Comment attirer de nouveau les investissements étrangers en France ?
©Reuters

Opération reconquête

François Hollande réunit ce lundi 30 patrons internationaux pour le premier "conseil de l'attractivité". Comment attirer de nouveau les investissements étrangers ?

Atlantico : François Hollande réunit ce lundi le premier conseil de l'attractivité. Quels éléments permettent d'attester d'une perte de l'attractivité française ces dernières années ? A quoi est-elle due ? Comment faire la part des choses entre politiques inappropriées et erreurs de stratégie des entreprises ?

Jean-Marc Daniel : On peut mesurer la baisse de l’attractivité d’un territoire au fait que le montant des investissements étrangers s’y réduit. C’est le cas en France même s’il faut nuancer cette assertion.

En effet, ce qui se réduit fortement, c’est l’investissement américain. Cela traduit un état d’esprit nouveau des Américains à notre égard qu’illustrent les propos de Maurice Taylor, le PDG de Titan qui s’amuse à polémiquer avec Arnaud Montebourg. Que nous disent ces propos ? Sur la forme, qu’un PDG d’une entreprise très moyenne aux Etats-Unis peut se considérer comme l’égal d’un ministre français ; sur le fond, qu’un dirigeant américain continue à parler en ce qui concerne les problèmes de la France des « barjots du syndicat communiste ». Cela signifie que, vu de l’extérieur et singulièrement des Etats-Unis,  la France refuse les évolutions et se crispe dans un repli protectionniste qu’incarnent non seulement la CGT mais Arnaud Montebourg ou encore les partisans de la sortie de l’euro.

Mais il faut voir aussi que le recul de l’investissement américain traduit également les mutations de l’économie américaine. GM se retire de la France mais Google y investit. Et ce parce qu’il y a de moins en moins d’industrie type GM aux Etats-Unis et donc de moins en moins d’acteurs susceptibles de créer des usines.

Dernière remarque, on assiste à une mutation des investissements étrangers qui sont de plus en plus des investissements de portefeuille et de moins en moins des investissements physiques. Cela traduit la mutation cette fois de l’économie française qui elle-même est de moins en moins industrielle et de plus en plus une économie de service.
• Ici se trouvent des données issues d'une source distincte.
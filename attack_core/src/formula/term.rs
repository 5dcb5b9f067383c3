//! Formula terms - dice, flat numbers and die modifiers

use super::error::FormulaError;
use crate::types::CriticalRule;
use serde::{Deserialize, Serialize};
use std::fmt;

/// A modifier attached to a die term
#[derive(Debug, Clone, Copy, PartialEq, Eq, Hash, Serialize, Deserialize)]
#[serde(rename_all = "snake_case")]
pub enum DieModifier {
    /// `x` - roll again and add whenever a die shows its maximum face
    Explode,
    /// `xo` - like `x`, but each die explodes at most once
    ExplodeOnce,
}

impl DieModifier {
    pub fn symbol(&self) -> &'static str {
        match self {
            DieModifier::Explode => "x",
            DieModifier::ExplodeOnce => "xo",
        }
    }
}

impl fmt::Display for DieModifier {
    fn fmt(&self, f: &mut fmt::Formatter<'_>) -> fmt::Result {
        f.write_str(self.symbol())
    }
}

impl CriticalRule {
    /// The die modifier this rule enforces on damage dice, if any
    pub fn modifier(&self) -> Option<DieModifier> {
        match self {
            CriticalRule::Unlimited => Some(DieModifier::Explode),
            CriticalRule::Limited => Some(DieModifier::ExplodeOnce),
            CriticalRule::None => None,
        }
    }
}

/// Most dice a single term may roll, after scaling
pub const MAX_DICE: u32 = 10_000;

/// `NdM` with optional modifiers and flavor text
#[derive(Debug, Clone, PartialEq, Eq)]
pub struct DieTerm {
    /// Number of dice rolled
    pub number: u32,
    /// Faces per die
    pub faces: u32,
    pub modifiers: Vec<DieModifier>,
    /// Label shown as `[Label]`; any `]` is dropped on display
    pub flavor: Option<String>,
}

impl DieTerm {
    pub fn new(number: u32, faces: u32) -> Self {
        DieTerm {
            number,
            faces,
            modifiers: Vec::new(),
            flavor: None,
        }
    }

    /// Reject terms that roll more than [`MAX_DICE`] dice
    pub fn check_dice_limit(&self) -> Result<(), FormulaError> {
        if self.number > MAX_DICE {
            return Err(FormulaError::TooManyDice {
                term: self.to_string(),
                limit: MAX_DICE,
            });
        }
        Ok(())
    }

    /// Whether a die of this term explodes indefinitely
    pub fn explodes_unbounded(&self) -> bool {
        self.modifiers.contains(&DieModifier::Explode)
    }

    /// Whether a die of this term explodes at most once
    pub fn explodes_once(&self) -> bool {
        !self.explodes_unbounded() && self.modifiers.contains(&DieModifier::ExplodeOnce)
    }

    /// Lowest possible sum of this term
    pub fn min_total(&self) -> i64 {
        self.number as i64
    }

    /// Highest possible sum of this term, `None` when it can explode forever
    pub fn max_total(&self) -> Option<i64> {
        let plain = self.number as i64 * self.faces as i64;
        if self.explodes_unbounded() {
            None
        } else if self.explodes_once() {
            Some(plain * 2)
        } else {
            Some(plain)
        }
    }
}

impl fmt::Display for DieTerm {
    fn fmt(&self, f: &mut fmt::Formatter<'_>) -> fmt::Result {
        write!(f, "{}d{}", self.number, self.faces)?;
        for modifier in &self.modifiers {
            write!(f, "{}", modifier)?;
        }
        write_flavor(f, self.flavor.as_deref())?;
        Ok(())
    }
}

/// Flavor labels end at the first `]`, so one inside a label is dropped
fn clean_flavor(flavor: &str) -> String {
    flavor.replace(']', "")
}

fn write_flavor(f: &mut fmt::Formatter<'_>, flavor: Option<&str>) -> fmt::Result {
    match flavor {
        Some(flavor) => write!(f, "[{}]", clean_flavor(flavor)),
        None => Ok(()),
    }
}

/// A flat number with optional flavor text
#[derive(Debug, Clone, PartialEq, Eq)]
pub struct NumericTerm {
    pub value: u32,
    pub flavor: Option<String>,
}

impl NumericTerm {
    pub fn new(value: u32) -> Self {
        NumericTerm { value, flavor: None }
    }

    pub fn with_flavor(value: u32, flavor: &str) -> Self {
        NumericTerm {
            value,
            flavor: Some(clean_flavor(flavor)),
        }
    }
}

impl fmt::Display for NumericTerm {
    fn fmt(&self, f: &mut fmt::Formatter<'_>) -> fmt::Result {
        write!(f, "{}", self.value)?;
        write_flavor(f, self.flavor.as_deref())?;
        Ok(())
    }
}

#[derive(Debug, Clone, PartialEq, Eq)]
pub enum Term {
    Die(DieTerm),
    Numeric(NumericTerm),
}

impl Term {
    pub fn min_total(&self) -> i64 {
        match self {
            Term::Die(die) => die.min_total(),
            Term::Numeric(num) => num.value as i64,
        }
    }

    pub fn max_total(&self) -> Option<i64> {
        match self {
            Term::Die(die) => die.max_total(),
            Term::Numeric(num) => Some(num.value as i64),
        }
    }

    pub fn flavor(&self) -> Option<&str> {
        match self {
            Term::Die(die) => die.flavor.as_deref(),
            Term::Numeric(num) => num.flavor.as_deref(),
        }
    }
}

impl fmt::Display for Term {
    fn fmt(&self, f: &mut fmt::Formatter<'_>) -> fmt::Result {
        match self {
            Term::Die(die) => die.fmt(f),
            Term::Numeric(num) => num.fmt(f),
        }
    }
}

/// Arithmetic operator joining a term to the terms before it
#[derive(Debug, Clone, Copy, PartialEq, Eq)]
pub enum Operator {
    Add,
    Subtract,
}

impl Operator {
    pub fn apply(&self, value: i64) -> i64 {
        match self {
            Operator::Add => value,
            Operator::Subtract => -value,
        }
    }
}

/// A term together with the operator in front of it
#[derive(Debug, Clone, PartialEq, Eq)]
pub struct SignedTerm {
    pub operator: Operator,
    pub term: Term,
}

impl SignedTerm {
    pub fn add(term: Term) -> Self {
        SignedTerm {
            operator: Operator::Add,
            term,
        }
    }

    pub fn subtract(term: Term) -> Self {
        SignedTerm {
            operator: Operator::Subtract,
            term,
        }
    }

    /// A signed flat number, using the sign of `value` for the operator
    pub fn signed_number(value: i32, flavor: Option<&str>) -> Self {
        let term = Term::Numeric(NumericTerm {
            value: value.unsigned_abs(),
            flavor: flavor.map(clean_flavor),
        });
        if value < 0 {
            SignedTerm::subtract(term)
        } else {
            SignedTerm::add(term)
        }
    }
}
Alexandre Delaigue : Définir "l'attractivité" d'un pays ou d'un territoire n'est pas si facile que cela. Dans le cadre de l'investissement international, on est dans une logique coût-avantage; contrairement aux investisseurs nationaux qui peuvent avoir une préférence pour leur propre pays, les étrangers sont plus pragmatiques, à ce titre un recul de l'attractivité auprès d'eux peut constituer un signal inquiétant.
Si des coûts et avantages sont mesurables - coût du travail, productivité du travail, qualité des infrastructures, localisation, d'autres le sont moins, comme les perspectives ou l'impression générale sur un pays. Si l'on en croit un récent appel de dirigeants d'entreprises étrangères implantées en France, le problème ne tient pas tant à des facteurs mesurables qu'à une incertitude générale, un environnement économique qui est perçu comme incertain en France. Manque de logique en matière fiscale, ou les hausses d'impôt sont suivies de nouvelles niches fiscales; grande incertitude juridique, tout spécialement en matière de droit du travail et en cas de plan social; cacophonie gouvernementale, avec différents ministres au sein du même gouvernement qui tiennent des propos opposés le même jour; affaires médiatisées de patrons séquestrés. Un jour on augmente la fiscalité et l'impôt sur les bénéfices, le lendemain on crée un crédit d'impôt, puis on annonce une baisse de charges qui devrait se cumuler avec ce crédit d'impôt d'une manière "à définir"... Même les Français n'y comprennent rien. Alors, que dire pour les étrangers !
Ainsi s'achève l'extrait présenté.